The Report should be submitted via Canvas by Midnight on Sunday 19th


April 2020
Warrior Ltd

You are the recently appointed accountant at Warrior Ltd is a new company, which will be
incorporated on 1st April 2020. Initially the company will manufacture and sell a single
electronic product used in the production of drones. The following details relate to the
company’s first financial year:

Selling price £275 per unit.

Direct materials cost £75 per unit

Direct labour is 5 hours per unit for the first 2 months, reducing to 4 hours per
unit thereafter.

Direct labour cost £12 per hour

Sales targets for the forthcoming financial year are as follows:

Units

April 2020 1,200

May 1,400

June 1,500

July 1,900

August 2,000

September 2,000

October 2,100

November 2,200

December 2,000

January 2021 1,800


February 1,800

March 1,900

90% of sales will be on credit terms, with customers paying two months later. The remaining
sales are paid for immediately. Closing inventory is planned to be 10% of the following
month’s sales target. Sales for April 2021 are expected to be 1,700 units.
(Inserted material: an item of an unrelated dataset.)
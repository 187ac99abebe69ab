pub(crate) mod compositor;
pub(crate) mod save;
Direct materials will be purchased during the month they are required for production and
paid for during the following month. An overhead absorption rate of £12 per direct labour
hour has been calculated for the variable production overheads. Variable distribution costs of
£8 per unit sold will also be incurred.

Total fixed production overheads of £115,000 and total fixed administration and distribution
overheads of £73,000 for the year will be incurred on an even basis throughout the year. All
overheads and the direct labour costs will be paid for in the month in which they are
incurred.

All production machinery will be leased; the costs of leasing the machinery are included in
the above figures. Warrior Ltd will also buy equipment that will be used mainly in the I.T.
department. They will purchase and pay for the equipment in June 2020. The equipment will
cost £22,000 and will be depreciated by 25% per annum. Depreciation is not included in the
overhead details given above.

Warrior Ltd will issue 140,000 ordinary shares of £1 at par for cash on 1st April 2020 and the
company is unwilling to issue any further shares at this stage.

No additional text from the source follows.